A Anistia Internacional pediu nesta sexta-feira ao Conselho de Segurança da ONU que imponha um embargo de armas à Líbia e advertiu que as violações dos direitos humanos cometidas no país não ficarão impunes.
Mediante uma nota emitida de Londres, a AI incentivou o Conselho de Segurança das Nações Unidas a levar o caso ao Tribunal Penal Internacional e impor um embargo de armamento imediato ao país norte-africano.
O presidente líbio, Muammar Kadafi, “e sua cadeia de comando têm que compreender que responderão por suas ações”, advertiu Salil Shetty, secretário-geral da AI.
Ressaltou que Kadafi e outros altos comandantes líbios “precisam entender que a realidade que enfrentam é a uma investigação e um processo judicial”.
“Isto deveria servir de atenção para os que dão as ordens e os que as executam: seus crimes não ficarão impunes”, alertou Shetty.

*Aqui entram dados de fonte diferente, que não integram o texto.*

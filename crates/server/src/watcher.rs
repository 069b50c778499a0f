//! C4 File-change Watcher Registry: one debounced filesystem watcher per
//! workspace, multiplexing subscribers. Backed by `notify`'s documented
//! `RecommendedWatcher` + channel delivery, with a hand-rolled 100 ms
//! coalescing window (mirroring the bespoke windowing logic used elsewhere
//! in this codebase, e.g. `LoginRateLimiter`).

use std::collections::{HashMap, HashSet};
use std::path::{Path, PathBuf};
use std::sync::Arc;
use std::sync::atomic::{AtomicBool, AtomicU64, Ordering};
use std::time::Duration;

use notify::{Event, EventKind, RecommendedWatcher, RecursiveMode, Watcher};
use tokio::sync::{Mutex, RwLock, mpsc};

use crate::workspace::is_hidden_path;

pub type Subscriber = mpsc::UnboundedSender<Vec<String>>;

struct WatchEntry {
    /// Kept alive only to keep the OS-level watch armed; dropping it tears
    /// the watch down.
    _watcher: std::sync::Mutex<RecommendedWatcher>,
    subscribers: RwLock<HashMap<u64, Subscriber>>,
    next_sub_id: AtomicU64,
    pending: Mutex<HashSet<String>>,
    timer_active: AtomicBool,
    debounce_ms: u64,
}

impl WatchEntry {
    async fn record_and_maybe_schedule(self: Arc<Self>, paths: Vec<String>) {
        {
            let mut pending = self.pending.lock().await;
            for p in paths {
                if !is_hidden_path(&p) {
                    pending.insert(p);
                }
            }
        }
        if !self.timer_active.swap(true, Ordering::SeqCst) {
            tokio::spawn(self.clone().flush_after_debounce());
        }
    }

    async fn flush_after_debounce(self: Arc<Self>) {
        tokio::time::sleep(Duration::from_millis(self.debounce_ms)).await;
        let paths: Vec<String> = {
            let mut pending = self.pending.lock().await;
            let out: Vec<String> = pending.iter().cloned().collect();
            pending.clear();
            out
        };
        // Rearm before delivering: a fresh event arriving during delivery
        // starts the next window rather than being folded into this one.
        self.timer_active.store(false, Ordering::SeqCst);
        if paths.is_empty() {
            return;
        }
        // Snapshot the subscriber list so adds/removes mid-flush are only
        // observed starting from the next flush.
        let subs: Vec<Subscriber> = self.subscribers.read().await.values().cloned().collect();
        for sub in subs {
            let _ = sub.send(paths.clone());
        }
    }
}

pub struct WatcherRegistry {
    entries: RwLock<HashMap<PathBuf, Arc<WatchEntry>>>,
}

impl Default for WatcherRegistry {
    fn default() -> Self {
        Self::new()
    }
}

impl WatcherRegistry {
    pub fn new() -> Self {
        Self {
            entries: RwLock::new(HashMap::new()),
        }
    }

    /// Register a subscriber for `watch_dir`, creating the underlying
    /// watcher on first use. Returns a subscriber id (for `unsubscribe`)
    /// and a receiver of coalesced, deduplicated relative-path batches.
    pub async fn subscribe(
        &self,
        watch_dir: &Path,
        debounce_ms: u64,
    ) -> notify::Result<(u64, mpsc::UnboundedReceiver<Vec<String>>)> {
        let entry = self.get_or_create(watch_dir, debounce_ms).await?;
        let (tx, rx) = mpsc::unbounded_channel();
        let id = entry.next_sub_id.fetch_add(1, Ordering::SeqCst);
        entry.subscribers.write().await.insert(id, tx);
        Ok((id, rx))
    }

    pub async fn unsubscribe(&self, watch_dir: &Path, id: u64) {
        let Some(entry) = self.entries.read().await.get(watch_dir).cloned() else {
            return;
        };
        entry.subscribers.write().await.remove(&id);
        if entry.subscribers.read().await.is_empty() {
            self.entries.write().await.remove(watch_dir);
        }
    }

    /// Tears down the watcher for `watch_dir` unconditionally: clears the
    /// timer state implicitly (the entry, and any pending flush task's
    /// strong reference, are dropped), closes the OS-level watcher, and
    /// clears subscribers. Called before a session's workspace directory
    /// is removed.
    pub async fn stop(&self, watch_dir: &Path) {
        if let Some(entry) = self.entries.write().await.remove(watch_dir) {
            entry.subscribers.write().await.clear();
        }
    }

    async fn get_or_create(
        &self,
        watch_dir: &Path,
        debounce_ms: u64,
    ) -> notify::Result<Arc<WatchEntry>> {
        if let Some(entry) = self.entries.read().await.get(watch_dir) {
            return Ok(entry.clone());
        }
        let mut entries = self.entries.write().await;
        if let Some(entry) = entries.get(watch_dir) {
            return Ok(entry.clone());
        }
        std::fs::create_dir_all(watch_dir).ok();
        let handle = tokio::runtime::Handle::current();
        let root = watch_dir.to_path_buf();
        let mut build_err = None;

        // `new_cyclic` hands the closure a `Weak` back-reference before the
        // `Arc` itself exists, so the watcher callback can reach the entry
        // it belongs to without a throwaway first construction.
        let entry = Arc::new_cyclic(|weak: &std::sync::Weak<WatchEntry>| {
            let weak = weak.clone();
            let watcher = notify::recommended_watcher(move |res: notify::Result<Event>| {
                let Ok(event) = res else { return };
                if !matches!(
                    event.kind,
                    EventKind::Create(_) | EventKind::Modify(_) | EventKind::Remove(_)
                ) {
                    return;
                }
                let mut rel_paths = Vec::new();
                for p in &event.paths {
                    if let Ok(rel) = p.strip_prefix(&root) {
                        let rel = rel.to_string_lossy().replace('\\', "/");
                        if !rel.is_empty() {
                            rel_paths.push(rel);
                        }
                    }
                }
                if rel_paths.is_empty() {
                    return;
                }
                let Some(entry) = weak.upgrade() else { return };
                handle.spawn(entry.record_and_maybe_schedule(rel_paths));
            });
            let mut watcher = match watcher {
                Ok(w) => w,
                Err(e) => {
                    build_err = Some(e);
                    // Placeholder watcher; discarded via the error path below.
                    notify::recommended_watcher(|_: notify::Result<Event>| {})
                        .expect("recommended_watcher with a no-op closure never fails")
                }
            };
            if build_err.is_none() {
                if let Err(e) = watcher.watch(&watch_dir.to_path_buf(), RecursiveMode::Recursive) {
                    build_err = Some(e);
                }
            }
            WatchEntry {
                _watcher: std::sync::Mutex::new(watcher),
                subscribers: RwLock::new(HashMap::new()),
                next_sub_id: AtomicU64::new(0),
                pending: Mutex::new(HashSet::new()),
                timer_active: AtomicBool::new(false),
                debounce_ms,
            }
        });
        if let Some(e) = build_err {
            return Err(e);
        }
        entries.insert(watch_dir.to_path_buf(), entry.clone());
        Ok(entry)
    }
}

#[cfg(test)]
mod tests {
    use super::*;
    use tempfile::tempdir;
    use tokio::time::timeout;

    #[tokio::test]
    async fn subscribe_and_receive_coalesced_change() {
        let dir = tempdir().unwrap();
        let registry = WatcherRegistry::new();
        let (_id, mut rx) = registry.subscribe(dir.path(), 50).await.unwrap();

        std::fs::write(dir.path().join("a.txt"), b"hi").unwrap();
        std::fs::write(dir.path().join("b.txt"), b"hi").unwrap();

        let batch = timeout(Duration::from_secs(2), rx.recv())
            .await
            .expect("should receive a batch")
            .expect("channel open");
        assert!(batch.iter().any(|p| p == "a.txt"));
    }

    #[tokio::test]
    async fn unsubscribe_removes_entry_when_empty() {
        let dir = tempdir().unwrap();
        let registry = WatcherRegistry::new();
        let (id, _rx) = registry.subscribe(dir.path(), 50).await.unwrap();
        registry.unsubscribe(dir.path(), id).await;
        assert!(registry.entries.read().await.get(dir.path()).is_none());
    }

    #[tokio::test]
    async fn stop_clears_subscribers() {
        let dir = tempdir().unwrap();
        let registry = WatcherRegistry::new();
        let (_id, _rx) = registry.subscribe(dir.path(), 50).await.unwrap();
        registry.stop(dir.path()).await;
        assert!(registry.entries.read().await.is_empty());
    }
}
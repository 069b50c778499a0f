mod agent;
mod auth;
mod cancel;
mod config;
mod db;
mod sandbox;
mod session;
mod signaling;
mod skills;
mod tls;
mod translator;
mod watcher;
mod web;
mod workspace;

use std::net::SocketAddr;
use std::path::PathBuf;
use std::sync::Arc;

use anyhow::{Context, Result};
use tokio::net::TcpListener;
use tower_http::request_id::{MakeRequestUuid, PropagateRequestIdLayer, SetRequestIdLayer};
use tower_http::trace::TraceLayer;
use tracing::Level;
use tracing_subscriber::EnvFilter;

use crate::agent::StubAgentFactory;
use crate::db::Db;
use crate::sandbox::SandboxManager;
use crate::session::RuntimeTable;
use crate::skills::SkillRegistry;
use crate::watcher::WatcherRegistry;
use crate::web::{AppState, LoginRateLimiter};

fn parse_args() -> (PathBuf, Option<u16>) {
    let args: Vec<String> = std::env::args().collect();
    let mut config_path = PathBuf::from("./config/forged.toml");
    let mut port_override = None;

    let mut i = 1;
    while i < args.len() {
        match args[i].as_str() {
            "--config" | "-c" => {
                if i + 1 < args.len() {
                    config_path = PathBuf::from(&args[i + 1]);
                    i += 1;
                }
            }
            "--port" | "-p" => {
                if i + 1 < args.len() {
                    port_override = args[i + 1].parse().ok();
                    i += 1;
                }
            }
            _ => {}
        }
        i += 1;
    }

    (config_path, port_override)
}

#[tokio::main]
async fn main() -> Result<()> {
    rustls::crypto::ring::default_provider()
        .install_default()
        .expect("Failed to install rustls crypto provider");

    tracing_subscriber::fmt()
        .with_env_filter(
            EnvFilter::try_from_default_env().unwrap_or_else(|_| EnvFilter::new("info")),
        )
        .init();

    let (config_path, port_override) = parse_args();

    let mut config = config::load_config(&config_path)?;
    if let Some(p) = port_override {
        config.server.port = p;
    }
    if let Err(issues) = config.validate() {
        let has_errors = issues.iter().any(|i| i.starts_with("ERROR:"));
        for issue in &issues {
            if issue.starts_with("ERROR:") {
                tracing::error!("{}", issue);
            } else {
                tracing::warn!("{}", issue);
            }
        }
        if has_errors {
            tracing::error!(
                "Configuration has {} issue(s). Fix the ERROR(s) above and restart.",
                issues.len()
            );
            std::process::exit(1);
        }
    }

    if !std::path::Path::new(&config.server.web_root).is_dir() {
        tracing::warn!(
            "Web root '{}' does not exist — the UI will not load. \
             Build the web client or set server.web_root in the config.",
            config.server.web_root
        );
    }

    let port = config.server.port;
    let bind_addr: SocketAddr = format!("{}:{}", config.server.bind, port)
        .parse()
        .context("Invalid bind address")?;

    let tls_state_dir = format!("{}/tls", config.server.data_root);
    let tls_result = tls::build_tls_config(
        config.server.tls_cert.as_deref(),
        config.server.tls_key.as_deref(),
        &tls_state_dir,
    )?;
    let tls_acceptor = tls::make_acceptor(tls_result.config);

    let db_path = PathBuf::from(&config.server.data_root).join("forge.sqlite");
    let db = Db::connect(&db_path)
        .await
        .with_context(|| format!("Failed to open database at {}", db_path.display()))?;

    let sandbox = Arc::new(SandboxManager::new(config.sandbox.clone()));
    if sandbox.is_enabled() && !sandbox.available().await {
        tracing::warn!(
            "sandbox.enabled is true but '{}' is not reachable; sessions will fall back to host execution",
            config.sandbox.runtime_binary
        );
    }

    let skills_dir = PathBuf::from(&config.sandbox.skills_dir);
    let skills = SkillRegistry::load(&skills_dir);
    tracing::info!(count = skills.list().len(), "Loaded skill definitions");

    let runtimes = RuntimeTable::new(Arc::clone(&sandbox), Arc::new(StubAgentFactory));

    let state = Arc::new(AppState {
        config,
        db,
        sandbox,
        watchers: WatcherRegistry::new(),
        skills,
        runtimes,
        login_limiter: LoginRateLimiter::new(5, 60),
        started_at: std::time::Instant::now(),
        metrics_logins_attempted: std::sync::atomic::AtomicU64::new(0),
        metrics_logins_failed: std::sync::atomic::AtomicU64::new(0),
        metrics_sessions_created: std::sync::atomic::AtomicU64::new(0),
    });

    let app = web::build_router(Arc::clone(&state))
        .layer(PropagateRequestIdLayer::x_request_id())
        .layer(
            TraceLayer::new_for_http()
                .make_span_with(|request: &axum::http::Request<_>| {
                    let request_id = request
                        .headers()
                        .get("x-request-id")
                        .and_then(|v| v.to_str().ok())
                        .unwrap_or("-");
                    tracing::info_span!(
                        "request",
                        method = %request.method(),
                        path = %request.uri().path(),
                        request_id = %request_id,
                    )
                })
                .on_request(|_request: &axum::http::Request<_>, _span: &tracing::Span| {
                    tracing::event!(Level::INFO, "started");
                })
                .on_response(
                    |response: &axum::http::Response<_>,
                     latency: std::time::Duration,
                     _span: &tracing::Span| {
                        tracing::event!(
                            Level::INFO,
                            status = %response.status().as_u16(),
                            duration_ms = %latency.as_millis(),
                            "completed"
                        );
                    },
                ),
        )
        .layer(SetRequestIdLayer::x_request_id(MakeRequestUuid));

    tracing::info!("===========================================");
    tracing::info!("  Session Runtime server");
    tracing::info!("  Listening on https://{bind_addr}");
    tracing::info!("===========================================");

    let listener = TcpListener::bind(bind_addr)
        .await
        .with_context(|| format!("Failed to bind to {bind_addr}"))?;

    tracing::info!("Server ready, accepting connections");

    let mut sigterm = tokio::signal::unix::signal(tokio::signal::unix::SignalKind::terminate())?;

    loop {
        tokio::select! {
            result = listener.accept() => {
                let (stream, peer_addr) = match result {
                    Ok(conn) => conn,
                    Err(e) => {
                        tracing::warn!("Failed to accept TCP connection: {e}");
                        continue;
                    }
                };

                let acceptor = tls_acceptor.clone();
                let app = app.clone();

                tokio::spawn(async move {
                    let tls_stream = match tokio::time::timeout(
                        std::time::Duration::from_secs(10),
                        acceptor.accept(stream),
                    ).await {
                        Ok(Ok(s)) => s,
                        Ok(Err(e)) => {
                            tracing::debug!(%peer_addr, "TLS handshake failed: {e}");
                            return;
                        }
                        Err(_) => {
                            tracing::debug!(%peer_addr, "TLS handshake timed out");
                            return;
                        }
                    };

                    let io = hyper_util::rt::TokioIo::new(tls_stream);
                    let hyper_service = hyper_util::service::TowerToHyperService::new(app);
                    let builder = hyper_util::server::conn::auto::Builder::new(
                        hyper_util::rt::TokioExecutor::new(),
                    );

                    if let Err(e) = builder.serve_connection_with_upgrades(io, hyper_service).await {
                        tracing::debug!(%peer_addr, "Connection error: {e}");
                    }
                });
            }
            _ = tokio::signal::ctrl_c() => {
                tracing::info!("Received SIGINT, initiating graceful shutdown");
                break;
            }
            _ = sigterm.recv() => {
                tracing::info!("Received SIGTERM, initiating graceful shutdown");
                break;
            }
        }
    }

    // Sandbox containers are left running; they're re-discovered by their
    // canonical name (`ensure`) on the next startup, so there's nothing to
    // persist here. Only the in-process runtime bookkeeping is torn down.
    state.runtimes.dispose_all().await;

    tracing::info!("Server shut down cleanly");

    Ok(())
}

Para a AI, os membros do Conselho de Segurança da ONU têm que adotar medidas para frear “os horrorosos abusos que estão sendo cometidos nas ruas de Trípoli e em outros lugares da Líbia”.
A organização já fez um pedido parecido em 23 de fevereiro perante o Conselho de Segurança.
A AI também pediu o congelamento dos ativos de Kadafi, das pessoas vinculadas ao ditador e todos aqueles que violassem os Direitos Humanos.